§ **EXERCISE BRIEF**
Using the listing below, keep only the lines with the word "match" and copy them.

§ **EXERCISE MATERIAL**
[Start of section]

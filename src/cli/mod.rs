//! CLI module - argument parsing and command dispatch

pub mod args;
pub mod commands;
pub mod helpers;
pub mod output;

pub use args::{Cli, Commands, GlobalOpts, OutputFormat};
//! Informational HTML page served at `/`

use rust_embed::Embed;
use serde::Serialize;
use tera::Tera;
use thiserror::Error;

use crate::core::factors::{DURATION_F3, SPECIES_F1};
use crate::core::report::GENERAL_CAVEATS;
use crate::server::request::FIELDS;

#[derive(Embed)]
#[folder = "templates/"]
struct EmbeddedTemplates;

const INDEX_TEMPLATE: &str = "index.html.tera";

#[derive(Debug, Error)]
pub enum PageError {
    #[error("Template not found: {0}")]
    NotFound(String),

    #[error("Template rendering error: {0}")]
    RenderError(String),
}

#[derive(Serialize)]
struct FactorRow {
    key: &'static str,
    value: f64,
}

fn rows(table: &[(&'static str, f64)]) -> Vec<FactorRow> {
    table
        .iter()
        .map(|(key, value)| FactorRow { key, value: *value })
        .collect()
}

/// Embedded page templates
pub struct Pages {
    tera: Tera,
}

impl Pages {
    /// Load the embedded templates
    pub fn new() -> Result<Self, PageError> {
        let mut tera = Tera::default();

        for file in EmbeddedTemplates::iter() {
            let filename = file.as_ref();
            if let Some(content) = EmbeddedTemplates::get(filename) {
                if let Ok(template_str) = std::str::from_utf8(&content.data) {
                    tera.add_raw_template(filename, template_str)
                        .map_err(|e| PageError::RenderError(e.to_string()))?;
                }
            }
        }

        if !tera.get_template_names().any(|n| n == INDEX_TEMPLATE) {
            return Err(PageError::NotFound(INDEX_TEMPLATE.to_string()));
        }

        Ok(Self { tera })
    }

    /// Render the landing page
    pub fn index(&self) -> Result<String, PageError> {
        let mut context = tera::Context::new();
        context.insert("version", env!("CARGO_PKG_VERSION"));
        context.insert("fields", FIELDS);
        context.insert("species", &rows(SPECIES_F1));
        context.insert("durations", &rows(DURATION_F3));
        context.insert("caveats", GENERAL_CAVEATS);

        self.tera
            .render(INDEX_TEMPLATE, &context)
            .map_err(|e| PageError::RenderError(e.to_string()))
    }
}
//! Shell completion generation
//!
//! Generates shell completion scripts for bash, zsh, fish, and PowerShell.
//!
//! # Usage
//!
//! ```bash
//! # Bash - add to ~/.bashrc
//! source <(pdecalc completions bash)
//!
//! # Zsh - add to ~/.zshrc
//! source <(pdecalc completions zsh)
//!
//! # Fish
//! pdecalc completions fish > ~/.config/fish/completions/pdecalc.fish
//! ```

use clap::CommandFactory;
use clap_complete::{generate, Shell};
use miette::Result;
use std::io;

use crate::cli::Cli;

#[derive(clap::Args, Debug)]
pub struct CompletionsArgs {
    /// Shell to generate completions for
    #[arg(value_enum)]
    pub shell: Shell,
}

pub fn run(args: CompletionsArgs) -> Result<()> {
    let mut cmd = Cli::command();
    generate(args.shell, &mut cmd, "pdecalc", &mut io::stdout());
    Ok(())
}
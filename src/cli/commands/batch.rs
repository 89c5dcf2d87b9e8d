//! `pdecalc batch` command - PDEs for a CSV file of studies
//!
//! Each row describes one study. Recognised headers (case-insensitive):
//! `label, dose, dose_type, species, f1, weight, f2, duration, f3, f4, f5`.
//! Only `dose` is required; every other column falls back to the usual default.

use console::style;
use csv::StringRecord;
use miette::{IntoDiagnostic, Result};
use std::collections::HashMap;
use std::path::PathBuf;

use crate::cli::output::{render_reports, write_output};
use crate::cli::GlobalOpts;
use crate::core::{compute_pde, Config, PdeError, PdeInputs, PdeReport};

/// CSV headers understood by the batch command
pub const BATCH_HEADERS: &[&str] = &[
    "label", "dose", "dose_type", "species", "f1", "weight", "f2", "duration", "f3", "f4", "f5",
];

const TEMPLATE_EXAMPLES: &[&[&str]] = &[
    &["Benzyl alcohol (oral)", "400", "noael", "rat", "", "50", "10", "1", "", "1", "1"],
    &["Thalidomide (repro)", "10", "loael", "rabbit", "", "50", "10", "1", "", "5", "10"],
];

#[derive(clap::Args, Debug)]
pub struct BatchArgs {
    /// CSV file with one study per row
    #[arg(required_unless_present = "template")]
    pub file: Option<PathBuf>,

    /// Print a CSV template instead of calculating
    #[arg(long, conflicts_with = "file")]
    pub template: bool,

    /// Report bad rows and keep going instead of stopping at the first one
    #[arg(long)]
    pub skip_errors: bool,

    /// Output to file instead of stdout
    #[arg(long, short = 'o')]
    pub output: Option<PathBuf>,
}

/// Batch statistics
#[derive(Debug, Default)]
pub struct BatchStats {
    pub rows_processed: usize,
    pub calculated: usize,
    pub errors: usize,
}

/// Build a map from header name to column index
pub fn build_header_map(headers: &StringRecord) -> HashMap<String, usize> {
    headers
        .iter()
        .enumerate()
        .map(|(i, h)| (h.to_lowercase().trim().to_string(), i))
        .collect()
}

/// Get a non-empty field value from a CSV record
pub fn get_field(
    record: &StringRecord,
    header_map: &HashMap<String, usize>,
    field: &str,
) -> Option<String> {
    header_map
        .get(field)
        .and_then(|&idx| record.get(idx))
        .map(|s| s.trim().to_string())
        .filter(|s| !s.is_empty())
}

fn get_number(
    record: &StringRecord,
    header_map: &HashMap<String, usize>,
    field: &'static str,
) -> Result<Option<f64>, PdeError> {
    match get_field(record, header_map, field) {
        None => Ok(None),
        Some(raw) => match raw.parse::<f64>() {
            Ok(v) if v.is_finite() => Ok(Some(v)),
            _ => Err(PdeError::TypeCoercion {
                field,
                expected: "a finite number",
                found: format!("'{}'", raw),
            }),
        },
    }
}

/// Turn one CSV row into calculation inputs
pub fn row_to_inputs(
    record: &StringRecord,
    header_map: &HashMap<String, usize>,
) -> Result<PdeInputs, PdeError> {
    let dose = get_number(record, header_map, "dose")?.ok_or(PdeError::MissingField { field: "dose" })?;
    let is_loael = get_field(record, header_map, "dose_type")
        .map(|t| t.eq_ignore_ascii_case("loael"))
        .unwrap_or(false);

    let mut inputs = if is_loael {
        PdeInputs::loael(dose)
    } else {
        PdeInputs::noael(dose)
    };

    if let Some(label) = get_field(record, header_map, "label") {
        inputs = inputs.label(label);
    }
    if let Some(species) = get_field(record, header_map, "species") {
        inputs = inputs.species(species);
    }
    if let Some(duration) = get_field(record, header_map, "duration") {
        inputs = inputs.duration(duration);
    }
    if let Some(f1) = get_number(record, header_map, "f1")? {
        inputs = inputs.f1(f1);
    }
    if let Some(f3) = get_number(record, header_map, "f3")? {
        inputs = inputs.f3(f3);
    }
    if let Some(weight) = get_number(record, header_map, "weight")? {
        inputs = inputs.body_weight(weight);
    }
    if let Some(f2) = get_number(record, header_map, "f2")? {
        inputs = inputs.f2(f2);
    }
    if let Some(f4) = get_number(record, header_map, "f4")? {
        inputs = inputs.f4(f4);
    }
    if let Some(f5) = get_number(record, header_map, "f5")? {
        inputs = inputs.f5(f5);
    }

    Ok(inputs)
}

pub fn run(args: BatchArgs, global: &GlobalOpts, config: &Config) -> Result<()> {
    if args.template {
        return print_template();
    }

    let path = args
        .file
        .ok_or_else(|| miette::miette!("A CSV file is required unless --template is given"))?;

    let mut reader = csv::Reader::from_path(&path).into_diagnostic()?;
    let headers = reader.headers().into_diagnostic()?.clone();
    let header_map = build_header_map(&headers);

    if !header_map.contains_key("dose") {
        return Err(miette::miette!(
            "{} has no 'dose' column. Expected headers: {}",
            path.display(),
            BATCH_HEADERS.join(",")
        ));
    }

    let mut stats = BatchStats::default();
    let mut reports = Vec::new();

    for (idx, record) in reader.records().enumerate() {
        // Header is line 1
        let row_num = idx + 2;
        stats.rows_processed += 1;
        let record = record.into_diagnostic()?;

        let outcome = row_to_inputs(&record, &header_map)
            .and_then(|inputs| compute_pde(&inputs).map(|result| PdeReport::new(&inputs, &result)));

        match outcome {
            Ok(report) => {
                stats.calculated += 1;
                reports.push(report);
            }
            Err(e) if args.skip_errors => {
                stats.errors += 1;
                tracing::warn!(row = row_num, kind = e.kind(), "skipping row");
                eprintln!("{} Row {}: {}", style("✗").red(), row_num, e);
            }
            Err(e) => {
                return Err(miette::miette!("Row {}: {}", row_num, e));
            }
        }
    }

    let rendered = render_reports(&reports, global.output_format(config))?;
    write_output(&rendered, args.output)?;

    if !global.quiet {
        eprintln!(
            "{} Calculated {} PDE(s) from {} row(s){}",
            style("✓").green(),
            stats.calculated,
            stats.rows_processed,
            if stats.errors > 0 {
                format!(", {} error(s)", style(stats.errors).red())
            } else {
                String::new()
            }
        );
    }

    Ok(())
}

fn print_template() -> Result<()> {
    println!("{}", BATCH_HEADERS.join(","));
    for example in TEMPLATE_EXAMPLES {
        println!("{}", example.join(","));
    }

    // Print usage hint to stderr so it doesn't interfere with redirected output
    eprintln!();
    eprintln!(
        "{} Template generated. Redirect to file: pdecalc batch --template > studies.csv",
        style("→").blue()
    );
    Ok(())
}
use clap::Parser;
use miette::Result;
use pdecalc::cli::{Cli, Commands, GlobalOpts};
use pdecalc::core::Config;
use tracing_subscriber::{layer::SubscriberExt, util::SubscriberInitExt, EnvFilter};

fn main() -> Result<()> {
    // Reset SIGPIPE to default behavior (terminate silently) for proper Unix piping.
    // Without this, piping to `head`, `grep -q`, etc. causes a panic on broken pipe.
    #[cfg(unix)]
    {
        unsafe {
            libc::signal(libc::SIGPIPE, libc::SIG_DFL);
        }
    }
    // Install miette's fancy error handler
    miette::set_hook(Box::new(|_| {
        Box::new(
            miette::MietteHandlerOpts::new()
                .terminal_links(true)
                .unicode(true)
                .context_lines(2)
                .tab_width(4)
                .build(),
        )
    }))?;

    let cli = Cli::parse();
    let global = cli.global;
    let (config, config_warnings) = Config::load();

    let default_level = match cli.command {
        Commands::Serve(_) => "info",
        _ => "warn",
    };
    init_logging(&global, &config, default_level);
    for warning in &config_warnings {
        warning.log();
    }

    match cli.command {
        Commands::Calc(args) => pdecalc::cli::commands::calc::run(args, &global, &config),
        Commands::Batch(args) => pdecalc::cli::commands::batch::run(args, &global, &config),
        Commands::Factors(args) => pdecalc::cli::commands::factors::run(args, &global, &config),
        Commands::Serve(args) => pdecalc::cli::commands::serve::run(args, &global, &config),
        Commands::Config(cmd) => pdecalc::cli::commands::config::run(cmd, &global, &config),
        Commands::Completions(args) => pdecalc::cli::commands::completions::run(args),
    }
}

/// Log to stderr so command output on stdout stays pipeable.
///
/// Filter priority: --verbose, then `log` from config (PDECALC_LOG), then RUST_LOG.
fn init_logging(global: &GlobalOpts, config: &Config, default_level: &str) {
    let filter = if global.verbose {
        EnvFilter::new("debug")
    } else if let Some(directive) = config.log.as_deref() {
        EnvFilter::try_new(directive).unwrap_or_else(|_| EnvFilter::new(default_level))
    } else {
        EnvFilter::try_from_default_env().unwrap_or_else(|_| EnvFilter::new(default_level))
    };

    tracing_subscriber::registry()
        .with(filter)
        .with(tracing_subscriber::fmt::layer().with_writer(std::io::stderr))
        .init();
}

[End of section]

§ **REPLY**
    match get_field(record, header_map, field) {
        Some(raw) => match raw.parse::<f64>() {
        match outcome {
    let default_level = match cli.command {
    match cli.command {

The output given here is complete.